:: What the task requires ::
The data below is to be set down again exactly as written.

**** Data for this exercise ****

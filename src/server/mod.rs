//! SMA Tuner Server Module
//!
//! REST API that runs slime mould searches against the configured dataset.

mod api;
mod error;
mod handlers;
mod state;

pub use api::create_router;
pub use error::ServerError;
pub use handlers::OptimizeRequest;
pub use state::AppState;

use crate::utils::DatasetConfig;
use std::net::SocketAddr;
use std::path::Path;
use std::sync::Arc;
use tracing::{info, warn};

/// Server configuration
#[derive(Debug, Clone)]
pub struct ServerConfig {
    pub host: String,
    pub port: u16,
    /// Dataset loaded for every search request
    pub dataset: DatasetConfig,
    /// Searches allowed to run at once; further requests get 503
    pub max_concurrent_searches: usize,
    /// Upper limit on `pop_size * (epoch + 1)` per request
    pub max_evaluations: usize,
}

impl Default for ServerConfig {
    fn default() -> Self {
        let dataset = match std::env::var("DATASET_PATH") {
            Ok(path) => DatasetConfig::new(path),
            Err(_) => DatasetConfig::default(),
        };

        Self {
            host: std::env::var("API_HOST").unwrap_or_else(|_| "0.0.0.0".to_string()),
            port: std::env::var("API_PORT")
                .ok()
                .and_then(|p| p.parse().ok())
                .unwrap_or(8080),
            dataset,
            max_concurrent_searches: search_slots(std::env::var("MAX_CONCURRENT_SEARCHES").ok()),
            max_evaluations: std::env::var("MAX_EVALUATIONS")
                .ok()
                .and_then(|s| s.parse().ok())
                .unwrap_or(10_000),
        }
    }
}

/// At least one search slot; unset or unparsable values give the default of 2
fn search_slots(value: Option<String>) -> usize {
    value
        .and_then(|s| s.trim().parse::<usize>().ok())
        .map_or(2, |n| n.max(1))
}

/// Start the server with the given configuration
pub async fn run_server(config: ServerConfig) -> anyhow::Result<()> {
    let start_time = chrono::Utc::now();

    if !Path::new(&config.dataset.path).exists() {
        warn!(
            dataset = %config.dataset.path.display(),
            "Dataset not found, optimize requests will fail until it exists"
        );
    }

    let state = Arc::new(AppState::new(config.clone()));
    let app = create_router(state);

    let addr: SocketAddr = format!("{}:{}", config.host, config.port).parse()?;
    info!(
        address = %addr,
        dataset = %config.dataset.path.display(),
        max_concurrent_searches = config.max_concurrent_searches,
        max_evaluations = config.max_evaluations,
        started_at = %start_time.to_rfc3339(),
        "SMA tuner server starting"
    );
    info!(url = %format!("http://{}/api/health", addr), "Health endpoint available");

    let listener = tokio::net::TcpListener::bind(addr).await?;
    info!(address = %addr, pid = std::process::id(), "Server listening");

    let shutdown_signal = async move {
        if let Err(e) = tokio::signal::ctrl_c().await {
            warn!(error = %e, "Could not listen for ctrl+c");
            return;
        }
        let uptime = chrono::Utc::now().signed_duration_since(start_time);
        info!(uptime_secs = uptime.num_seconds(), "Shutdown signal received, stopping server gracefully");
    };

    axum::serve(listener, app)
        .with_graceful_shutdown(shutdown_signal)
        .await?;

    info!("Server shut down cleanly");
    Ok(())
}
//! Model training module
//!
//! Provides the linear classifier scored by the hyperparameter search:
//! - Stochastic Gradient Descent (SGD) classifier
//! - Classification metrics

pub mod metrics;
pub mod sgd;

pub use metrics::{accuracy_score, ModelMetrics};
pub use sgd::{LearningRateSchedule, Penalty, SGDClassifier, SGDConfig, SGDLoss};
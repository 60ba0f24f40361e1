//! API route definitions

use std::sync::Arc;
use axum::{
    http::StatusCode,
    response::IntoResponse,
    routing::{get, post},
    Json, Router,
};
use serde_json::json;
use tower_http::{
    cors::{Any, CorsLayer},
    trace::TraceLayer,
};

use super::{handlers, state::AppState};

async fn handle_404() -> impl IntoResponse {
    (
        StatusCode::NOT_FOUND,
        Json(json!({
            "error": true,
            "message": "Not found. Try /api/health, /api/search-space or POST /api/optimize.",
        })),
    )
}

async fn handle_405() -> impl IntoResponse {
    (
        StatusCode::METHOD_NOT_ALLOWED,
        Json(json!({
            "error": true,
            "message": "Method not allowed.",
        })),
    )
}

/// Create the main application router
pub fn create_router(state: Arc<AppState>) -> Router {
    let api_routes = Router::new()
        .route("/health", get(handlers::health_check))
        .route("/search-space", get(handlers::get_search_space))
        .route("/optimize", post(handlers::run_optimize))
        .fallback(handle_404)
        .method_not_allowed_fallback(handle_405);

    let cors = match std::env::var("CORS_ORIGIN") {
        Ok(origin) if !origin.is_empty() && origin != "*" => match origin.parse::<axum::http::HeaderValue>() {
            Ok(value) => CorsLayer::new().allow_origin(value),
            Err(_) => CorsLayer::new().allow_origin(Any),
        },
        _ => CorsLayer::new().allow_origin(Any),
    }
    .allow_methods(Any)
    .allow_headers(Any);

    Router::new()
        .nest("/api", api_routes)
        .fallback(handle_404)
        .with_state(state)
        .layer(cors)
        .layer(TraceLayer::new_for_http())
}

****

:: Response to the task ::
filename src/server/mod.rs
//! SMA Tuner Server Module
//!
//! REST API that runs slime mould searches against the configured dataset.

mod api;
mod error;
mod handlers;
mod state;

pub use api::create_router;
pub use error::ServerError;
pub use handlers::OptimizeRequest;
pub use state::AppState;

use crate::utils::DatasetConfig;
use std::net::SocketAddr;
use std::path::Path;
use std::sync::Arc;
use tracing::{info, warn};

/// Server configuration
#[derive(Debug, Clone)]
pub struct ServerConfig {
    pub host: String,
    pub port: u16,
    /// Dataset loaded for every search request
    pub dataset: DatasetConfig,
    /// Searches allowed to run at once; further requests get 503
    pub max_concurrent_searches: usize,
    /// Upper limit on `pop_size * (epoch + 1)` per request
    pub max_evaluations: usize,
}

impl Default for ServerConfig {
    fn default() -> Self {
        let dataset = match std::env::var("DATASET_PATH") {
            Ok(path) => DatasetConfig::new(path),
            Err(_) => DatasetConfig::default(),
        };

        Self {
            host: std::env::var("API_HOST").unwrap_or_else(|_| "0.0.0.0".to_string()),
            port: std::env::var("API_PORT")
                .ok()
                .and_then(|p| p.parse().ok())
                .unwrap_or(8080),
            dataset,
            max_concurrent_searches: search_slots(std::env::var("MAX_CONCURRENT_SEARCHES").ok()),
            max_evaluations: std::env::var("MAX_EVALUATIONS")
                .ok()
                .and_then(|s| s.parse().ok())
                .unwrap_or(10_000),
        }
    }
}

/// At least one search slot; unset or unparsable values give the default of 2
fn search_slots(value: Option<String>) -> usize {
    value
        .and_then(|s| s.trim().parse::<usize>().ok())
        .map_or(2, |n| n.max(1))
}

/// Start the server with the given configuration
pub async fn run_server(config: ServerConfig) -> anyhow::Result<()> {
    let start_time = chrono::Utc::now();

    if !Path::new(&config.dataset.path).exists() {
        warn!(
            dataset = %config.dataset.path.display(),
            "Dataset not found, optimize requests will fail until it exists"
        );
    }

    let state = Arc::new(AppState::new(config.clone()));
    let app = create_router(state);

    let addr: SocketAddr = format!("{}:{}", config.host, config.port).parse()?;
    info!(
        address = %addr,
        dataset = %config.dataset.path.display(),
        max_concurrent_searches = config.max_concurrent_searches,
        max_evaluations = config.max_evaluations,
        started_at = %start_time.to_rfc3339(),
        "SMA tuner server starting"
    );
    info!(url = %format!("http://{}/api/health", addr), "Health endpoint available");

    let listener = tokio::net::TcpListener::bind(addr).await?;
    info!(address = %addr, pid = std::process::id(), "Server listening");

    let shutdown_signal = async move {
        if let Err(e) = tokio::signal::ctrl_c().await {
            warn!(error = %e, "Could not listen for ctrl+c");
            return;
        }
        let uptime = chrono::Utc::now().signed_duration_since(start_time);
        info!(uptime_secs = uptime.num_seconds(), "Shutdown signal received, stopping server gracefully");
    };

    axum::serve(listener, app)
        .with_graceful_shutdown(shutdown_signal)
        .await?;

    info!("Server shut down cleanly");
    Ok(())
}
//! Model training module
//!
//! Provides the linear classifier scored by the hyperparameter search:
//! - Stochastic Gradient Descent (SGD) classifier
//! - Classification metrics

pub mod metrics;
pub mod sgd;

pub use metrics::{accuracy_score, ModelMetrics};
pub use sgd::{LearningRateSchedule, Penalty, SGDClassifier, SGDConfig, SGDLoss};
repository 60ba0f24f40361e1
//! API route definitions

use std::sync::Arc;
use axum::{
    http::StatusCode,
    response::IntoResponse,
    routing::{get, post},
    Json, Router,
};
use serde_json::json;
use tower_http::{
    cors::{Any, CorsLayer},
    trace::TraceLayer,
};

use super::{handlers, state::AppState};

async fn handle_404() -> impl IntoResponse {
    (
        StatusCode::NOT_FOUND,
        Json(json!({
            "error": true,
            "message": "Not found. Try /api/health, /api/search-space or POST /api/optimize.",
        })),
    )
}

async fn handle_405() -> impl IntoResponse {
    (
        StatusCode::METHOD_NOT_ALLOWED,
        Json(json!({
            "error": true,
            "message": "Method not allowed.",
        })),
    )
}

/// Create the main application router
pub fn create_router(state: Arc<AppState>) -> Router {
    let api_routes = Router::new()
        .route("/health", get(handlers::health_check))
        .route("/search-space", get(handlers::get_search_space))
        .route("/optimize", post(handlers::run_optimize))
        .fallback(handle_404)
        .method_not_allowed_fallback(handle_405);

    let cors = match std::env::var("CORS_ORIGIN") {
        Ok(origin) if !origin.is_empty() && origin != "*" => match origin.parse::<axum::http::HeaderValue>() {
            Ok(value) => CorsLayer::new().allow_origin(value),
            Err(_) => CorsLayer::new().allow_origin(Any),
        },
        _ => CorsLayer::new().allow_origin(Any),
    }
    .allow_methods(Any)
    .allow_headers(Any);

    Router::new()
        .nest("/api", api_routes)
        .fallback(handle_404)
        .with_state(state)
        .layer(cors)
        .layer(TraceLayer::new_for_http())
}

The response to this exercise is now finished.